Doğan “yoruldum” diyor. 80 yaşına gelmiş. Kızı, damadı niye sürdürmediler bu işi. Koç ne yapacak şimdi. Yoksa o da!.. Ha bu arada FETÖ’ye yardım ve yataklıktan Doğan hakkında “savcılık soruşturma açtı” diye bir haber geldi! İddia ciddi ise satışa tedbir konulması da gündeme gelebilir.

Yazılı basın derin bir kriz yaşıyor. Günlük gazete tirajı 3 milyon civarında. Bunun 1 milyonu kamu, bir milyonu kurumsal alım, bayiden bireysel satın alınan gazete sayısı 1 milyon civarında. Aslında bu tirajların bir kısmı ya fiktif, ya da promosyon.

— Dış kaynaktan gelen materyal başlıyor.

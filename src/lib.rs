#![forbid(unsafe_code)]

//! @acp:module "esapi Library"
//! @acp:summary "Typed GraphQL surface generated from the annotated Elasticsearch client API"
//! @acp:domain schema
//! @acp:layer api
//! @acp:stability experimental
//!
//! # esapi
//!
//! Reads the annotated API source shipped with the legacy Elasticsearch
//! JavaScript client and turns every documented method into a typed field.
//!
//! ## Features
//!
//! - **Safe Parsing**: tree-sitter doc comment extraction and a restricted
//!   literal parser for `ca({...})` settings
//! - **Typed Arguments**: scalars, synthesized enums, coerced defaults
//! - **Namespaces**: dotted method names nest into container types
//! - **GraphQL**: dynamic async-graphql schema with a pluggable client
//!
//! ## Example
//!
//! ```rust,no_run
//! use esapi::{api_field, build_schema, ApiParser, ClientMode, ParserOptions};
//!
//! #[tokio::main]
//! async fn main() -> anyhow::Result<()> {
//!     let parser = ApiParser::from_file(
//!         std::path::Path::new("apis/5_0.js"),
//!         ParserOptions::default(),
//!     )?;
//!     let field = api_field(&parser, ClientMode::Host {
//!         default_host: "http://localhost:9200".into(),
//!     })?;
//!     let schema = build_schema("elastic", field)?;
//!     println!("{}", schema.sdl());
//!     Ok(())
//! }
//! ```

pub mod client;
pub mod commands;
pub mod config;
pub mod error;
pub mod graphql;
pub mod loader;
pub mod parse;
pub mod project;
pub mod resolve;

// Re-exports
pub use client::{catalogue_from, Catalogue, HttpClient, PreparedRequest};
pub use config::Config;
pub use error::{ApiError, ClientError, ErrorCategory, Result};
pub use graphql::{api_field, build_schema, type_prefix, ApiField, ApiScope, ClientMode};
pub use loader::{find_api_version_file, load_api_file};
pub use parse::{
    normalize_source, MethodAddress, MethodSettings, ParamDescriptor, ParamType,
    ParsedMethodEntry, ParsedSource, Parser,
};
pub use project::{
    reorder_keys, ApiParser, ArgConfig, ArgType, EnumType, FieldConfig, FieldMap, ParserOptions,
    Scalar,
};
pub use resolve::{prune_args, ApiClient, Args, MethodResolver, RequestContext};

/// Library version
pub const VERSION: &str = env!("CARGO_PKG_VERSION");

Hürriyet ve Sabah 300.000’lik bantta. 3 gazete 200.000’lik bantta. 300 binlik banttaki iki gazete de bu yaz 200.000’e gerileyebilir. Çünkü kritik eşikteler. 10 gazete 100.000’lik bantta. Bu 10 gazetenin 2’si spor gazetesi.  Sadece 5 gazete 50.000’lik bantta. Akit de bu grubta yer alıyor. Diğerleri 30.000’in altında. Grub olarak Demirören 4 gazete ile bugün için yaklaşık 800.000 tiraja sahip bir media grubu oluşturuyor. Aydın Doğan güçlü bir gazete aldı, sonra zirveden gerileye gerileye bugünlere getirdi ve sattı. Borsanın tepkisi olumlu olsa da, satış sonrası ne olacak, onu hep birlikte öğreneceğiz.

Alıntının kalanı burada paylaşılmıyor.